Also, while verbal promises are legally binding (in the US and I believe in
the UK as well), they're hard to prove. The suggestions to get the "salary
after funding" agreement in writing is a good one.

[1]
[https://www.kickstarter.com/help/stats](https://www.kickstarter.com/help/stats)

------
DanBC
£1,400 per month is £16,800 per year.

16800 / 52 (weeks per year) / 40 (hours per week) is £8.08 per hour.

Current minimum wage is £6.31 per hour. That would be £13,124.80 per year.

I would want:

1) Rock solid in-writing offer of the 44k

2) excellent working conditions

I'd also want to know what happens if they don't get the funding.

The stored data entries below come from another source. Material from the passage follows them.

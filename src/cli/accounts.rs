//! Account CLI command handlers

use crate::auth::{LoginFlow, LoginOptions};
use crate::cli::build_manager;
use crate::cli::commands::AccountsCommand;
use crate::cli::login::StdinLoginFlow;
use crate::core::{ClientManager, Config};
use crate::error::{CredentialError, Result};

/// Handle account commands
pub async fn handle_accounts(command: AccountsCommand) -> Result<()> {
    let config = Config::load()?;
    let manager = build_manager(&config);

    match command {
        AccountsCommand::List => handle_list(&manager),
        AccountsCommand::Add { login_server } => {
            let login_server = login_server.or(config.default_login_server);
            handle_add(&manager, login_server).await
        }
        AccountsCommand::Remove { name, all } => handle_remove(&manager, name, all).await,
    }
}

fn handle_list(manager: &ClientManager) -> Result<()> {
    let accounts = manager.resolver().list_all()?;
    if accounts.is_empty() {
        println!("No accounts of type {}.", manager.context().account_type());
        return Ok(());
    }

    for (index, account) in accounts.iter().enumerate() {
        let marker = if index == 0 { "*" } else { " " };
        println!("{} {}", marker, account.name);
    }
    println!();
    println!("  * active account");
    Ok(())
}

async fn handle_add(manager: &ClientManager, login_server: Option<String>) -> Result<()> {
    let options = LoginOptions {
        account_type: manager.context().account_type().to_string(),
        login_server,
    };
    let credentials = StdinLoginFlow::new().login(&options).await?;
    manager.provisioner().create_or_update(&credentials)?;

    println!();
    println!("✓ Stored account {}.", credentials.username);
    Ok(())
}

async fn handle_remove(manager: &ClientManager, name: Option<String>, all: bool) -> Result<()> {
    let accounts = if all {
        manager.resolver().list_all()?
    } else if let Some(name) = name {
        let account = manager.resolver().resolve_by_name(&name)?.ok_or_else(|| {
            CredentialError::InvalidInput(format!("No account named '{}'", name))
        })?;
        vec![account]
    } else {
        manager
            .resolver()
            .active_account()?
            .into_iter()
            .collect()
    };

    if accounts.is_empty() {
        println!("No accounts to remove.");
        return Ok(());
    }

    let report = manager.provisioner().remove_all(&accounts).await;
    for name in &report.removed {
        println!("✓ Removed {}", name);
    }
    for (name, reason) in &report.failed {
        eprintln!("✗ Could not remove {}: {}", name, reason);
    }

    if report.is_complete() {
        Ok(())
    } else {
        Err(CredentialError::Store(format!(
            "{} of {} accounts could not be removed",
            report.failed.len(),
            accounts.len()
        )))
    }
}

EDIT: Remote work: are they paying for the Internet connection? Or electricity
used? Or helping guide you through the tax / insurance complications? (See,
eg,
[http://www.voa.gov.uk/corporate/Publications/workingFromHome...](http://www.voa.gov.uk/corporate/Publications/workingFromHome.html)
)

EDIT2: Not that this means much, but £16,800 is $28520. The figure is probably
gross, before tax and national insurance.

EDIT3: After tax, maybe £14,378.72 per year, £1,198.23 per month, £276.51 per
week. From
[http://www.listentotaxman.com/index.php](http://www.listentotaxman.com/index.php)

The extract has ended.